[[ Data for this exercise open ]]
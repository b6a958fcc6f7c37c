//! Ledger host: the single sequential transaction log around the registry.
//!
//! The host is the only writer. Each submitted transaction runs against a
//! staged copy of the registry; the copy replaces the live state only after
//! the transaction has been appended to the durable ledger. On open the
//! host replays every stored transaction, so the registry state always
//! equals the fold of the ledger.

use crate::error::RegistryError;
use crate::events::RegistryEvent;
use crate::registry::Registry;
use crate::transaction::Transaction;
use authcoin_core::{
    AccountId, AuthCoinConfig, ContentType, CoreError, LedgerEntry, LedgerError, TransactionLedger,
};
use authcoin_crypto::{CryptoError, VerifierKind};
use std::time::{SystemTime, UNIX_EPOCH};
use thiserror::Error;
use tracing::{debug, info, warn};

#[derive(Debug, Error)]
pub enum HostError {
    #[error("Transaction rejected: {0}")]
    Rejected(#[from] RegistryError),

    #[error("Ledger error: {0}")]
    Ledger(#[from] LedgerError),

    #[error("Transaction encoding error: {0}")]
    Encoding(#[from] serde_json::Error),

    #[error("Configuration error: {0}")]
    Config(String),

    #[error("Replay failed at seq_no {seq_no}: {source}")]
    Replay {
        seq_no: u64,
        #[source]
        source: RegistryError,
    },
}

impl From<CoreError> for HostError {
    fn from(err: CoreError) -> Self {
        HostError::Config(err.to_string())
    }
}

impl From<CryptoError> for HostError {
    fn from(err: CryptoError) -> Self {
        HostError::Config(err.to_string())
    }
}

pub type HostResult<T> = Result<T, HostError>;

/// Proof of acceptance for a submitted transaction.
#[derive(Debug, Clone, PartialEq, Eq)]
pub struct Receipt {
    pub seq_no: u64,
    pub tx_id: String,
    pub tx_hash: Vec<u8>,
    pub events: Vec<RegistryEvent>,
}

pub struct LedgerHost {
    registry: Registry,
    ledger: TransactionLedger,
}

impl LedgerHost {
    /// Open the configured ledger, replay it, and seed the configured
    /// verifiers when the ledger is new.
    pub fn open(config: &AuthCoinConfig) -> HostResult<Self> {
        config.validate()?;
        let ledger = TransactionLedger::open(&config.ledger.path, config.ledger.node_id.clone())?;
        let owner = AccountId::new(config.registry.owner.clone());
        let fresh = ledger.is_empty()?;
        let mut host = Self::with_ledger(owner.clone(), ledger)?;

        if fresh {
            for binding in &config.verifiers {
                let scheme: VerifierKind = binding.scheme.parse()?;
                let content_type = ContentType::from_label(&binding.content_type)?;
                host.submit(
                    &owner,
                    Transaction::RegisterSignatureVerifier {
                        scheme,
                        content_type,
                    },
                )?;
            }
            info!(
                verifiers = config.verifiers.len(),
                "Genesis verifiers registered"
            );
        }

        Ok(host)
    }

    /// Wrap an open ledger, rebuilding registry state from its entries.
    pub fn with_ledger(owner: AccountId, ledger: TransactionLedger) -> HostResult<Self> {
        let mut registry = Registry::new(owner);
        let entries = ledger.all_entries()?;
        for (seq_no, entry) in &entries {
            let transaction: Transaction = serde_json::from_slice(&entry.payload)?;
            let caller = AccountId::new(entry.caller.clone());
            registry
                .apply(&caller, transaction)
                .map_err(|source| HostError::Replay {
                    seq_no: *seq_no,
                    source,
                })?;
        }

        info!(
            node_id = ledger.node_id(),
            replayed = entries.len(),
            eirs = registry.get_eir_count(),
            vaes = registry.get_vae_count(),
            "Registry state rebuilt from ledger"
        );
        Ok(Self { registry, ledger })
    }

    /// Execute a transaction and persist it. A rejected transaction is not
    /// written and leaves the registry unchanged.
    pub fn submit(&mut self, caller: &AccountId, transaction: Transaction) -> HostResult<Receipt> {
        let name = transaction.name();
        let payload = serde_json::to_vec(&transaction)?;

        let mut staged = self.registry.clone();
        let events = staged.apply(caller, transaction).map_err(|e| {
            warn!(caller = %caller, tx = name, error = %e, "Transaction rejected");
            e
        })?;

        let prev_tx_hash = self.ledger.latest_hash()?;
        let entry = LedgerEntry::new(caller.as_str(), payload, prev_tx_hash, now_millis());
        let tx_id = entry.tx_id.clone();
        let tx_hash = entry.tx_hash.clone();
        let seq_no = self.ledger.append_entry(entry)?;

        self.registry = staged;
        debug!(seq_no, tx_id = %tx_id, tx = name, events = events.len(), "Transaction committed");

        Ok(Receipt {
            seq_no,
            tx_id,
            tx_hash,
            events,
        })
    }

    pub fn registry(&self) -> &Registry {
        &self.registry
    }

    pub fn ledger(&self) -> &TransactionLedger {
        &self.ledger
    }
}

fn now_millis() -> u64 {
    SystemTime::now()
        .duration_since(UNIX_EPOCH)
        .map(|d| d.as_millis() as u64)
        .unwrap_or(0)
}
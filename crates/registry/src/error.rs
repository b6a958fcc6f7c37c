//! Error types for registry operations.
//!
//! Every failing call is all-or-nothing: when one of these is returned the
//! registry state is exactly what it was before the call.

use authcoin_core::{AccountId, CoreError, EirId};
use std::fmt;
use thiserror::Error;

/// What kind of entity a reference or duplicate error is about.
#[derive(Debug, Clone, Copy, PartialEq, Eq)]
pub enum ReferenceKind {
    Eir,
    Verifier,
    Session,
    Challenge,
    Response,
    Signature,
}

impl fmt::Display for ReferenceKind {
    fn fmt(&self, f: &mut fmt::Formatter<'_>) -> fmt::Result {
        let name = match self {
            ReferenceKind::Eir => "identity record",
            ReferenceKind::Verifier => "signature verifier",
            ReferenceKind::Session => "session",
            ReferenceKind::Challenge => "challenge",
            ReferenceKind::Response => "challenge response",
            ReferenceKind::Signature => "challenge signature",
        };
        f.write_str(name)
    }
}

/// Errors that can occur in registry operations.
#[derive(Debug, Error)]
pub enum RegistryError {
    /// Non-owner attempted an owner-only operation
    #[error("Access denied: {caller} is not the registry owner")]
    AccessDenied { caller: AccountId },

    /// Hash mismatch, invalid signature or unknown content type
    #[error("Verification failed: {0}")]
    VerificationError(String),

    /// Referenced entity does not exist
    #[error("Unknown {kind}: {id}")]
    UnknownReference { kind: ReferenceKind, id: String },

    /// Entity or record already registered
    #[error("Duplicate {kind}: {id}")]
    DuplicateError { kind: ReferenceKind, id: String },

    /// Session structure rule broken
    #[error("Invariant violation: {0}")]
    InvariantViolation(String),

    /// Participant identity has been revoked
    #[error("Identity {id} is revoked")]
    RevokedIdentity { id: EirId },

    /// Malformed argument
    #[error("Invalid input: {0}")]
    InvalidInput(String),
}

impl RegistryError {
    pub(crate) fn unknown(kind: ReferenceKind, id: impl fmt::Display) -> Self {
        RegistryError::UnknownReference {
            kind,
            id: id.to_string(),
        }
    }

    pub(crate) fn duplicate(kind: ReferenceKind, id: impl fmt::Display) -> Self {
        RegistryError::DuplicateError {
            kind,
            id: id.to_string(),
        }
    }
}

impl From<CoreError> for RegistryError {
    fn from(err: CoreError) -> Self {
        RegistryError::InvalidInput(err.to_string())
    }
}

/// Result type for registry operations.
pub type RegistryResult<T> = Result<T, RegistryError>;
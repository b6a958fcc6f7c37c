//! Events emitted by successful registry mutations.
//!
//! Events are informational: off-ledger indexers consume them, the registry
//! itself never reads them back.

use authcoin_core::{ChallengeId, ContentType, EirId, SessionId};
use serde::{Deserialize, Serialize};

#[derive(Debug, Clone, PartialEq, Eq, Serialize, Deserialize)]
#[serde(tag = "event", rename_all = "snake_case")]
pub enum RegistryEvent {
    SignatureVerifierRegistered {
        content_type: ContentType,
        scheme: String,
    },
    NewEir {
        id: EirId,
        content_type: ContentType,
    },
    EirRevoked {
        id: EirId,
    },
    /// First challenge of a previously unseen session
    NewVae {
        session_id: SessionId,
    },
    NewChallengeRecord {
        session_id: SessionId,
        challenge_id: ChallengeId,
    },
    NewChallengeResponse {
        session_id: SessionId,
        challenge_id: ChallengeId,
    },
    NewChallengeSignature {
        session_id: SessionId,
        challenge_id: ChallengeId,
        value: u64,
        verdict: bool,
    },
}

impl RegistryEvent {
    pub fn name(&self) -> &'static str {
        match self {
            RegistryEvent::SignatureVerifierRegistered { .. } => "signature_verifier_registered",
            RegistryEvent::NewEir { .. } => "new_eir",
            RegistryEvent::EirRevoked { .. } => "eir_revoked",
            RegistryEvent::NewVae { .. } => "new_vae",
            RegistryEvent::NewChallengeRecord { .. } => "new_challenge_record",
            RegistryEvent::NewChallengeResponse { .. } => "new_challenge_response",
            RegistryEvent::NewChallengeSignature { .. } => "new_challenge_signature",
        }
    }
}
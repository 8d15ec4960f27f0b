#![no_main]
use libfuzzer_sys::fuzz_target;

fuzz_target!(|data: &[u8]| {
    if let Ok(s) = std::str::from_utf8(data) {
        let rows = lexparse::parse_table(s);
        let _ = lexparse::format_csv(&rows, ',');
    }
});
//! Rendering of parsed values and rows back to text

mod csv;
mod json;

pub use self::{csv::CsvFormatter, json::JsonFormatter};
use crate::csv::Row;
use crate::value::{Array, Value};

/// Configuration options for formatting
#[derive(Debug, Clone)]
pub struct FormatConfig {
    /// Number of spaces per indentation level
    pub indent_spaces: usize,
    /// Emit object keys sorted instead of in insertion order
    pub sort_keys: bool,
    /// Multi-line output; compact single-line output otherwise
    pub pretty: bool,
}

impl Default for FormatConfig {
    fn default() -> Self {
        Self {
            indent_spaces: 2,
            sort_keys: false,
            pretty: false,
        }
    }
}

impl FormatConfig {
    pub fn pretty() -> Self {
        Self {
            pretty: true,
            ..Self::default()
        }
    }
}

/// Render a value as JSON text
pub fn format_value(value: &Value, config: &FormatConfig) -> String {
    JsonFormatter.format(value, config)
}

/// Render rows as a JSON array of string arrays
pub fn format_rows(rows: &[Row], config: &FormatConfig) -> String {
    JsonFormatter.format(&rows_to_value(rows), config)
}

/// Render rows back to delimiter-separated text
pub fn format_csv(rows: &[Row], delimiter: char) -> String {
    CsvFormatter::new(delimiter).format(rows)
}

/// Convert rows into an array of arrays of strings
pub fn rows_to_value(rows: &[Row]) -> Value {
    rows.iter()
        .map(|row| row.iter().map(|f| Value::from(f.as_str())).collect::<Array>())
        .map(Value::Array)
        .collect::<Array>()
        .into()
}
[[ Data for this exercise closed ]]
Using the data above, copy each line that contains "enum".

Response to the task:
pub enum HostError {
pub enum ReferenceKind {
pub enum RegistryError {
pub enum RegistryEvent {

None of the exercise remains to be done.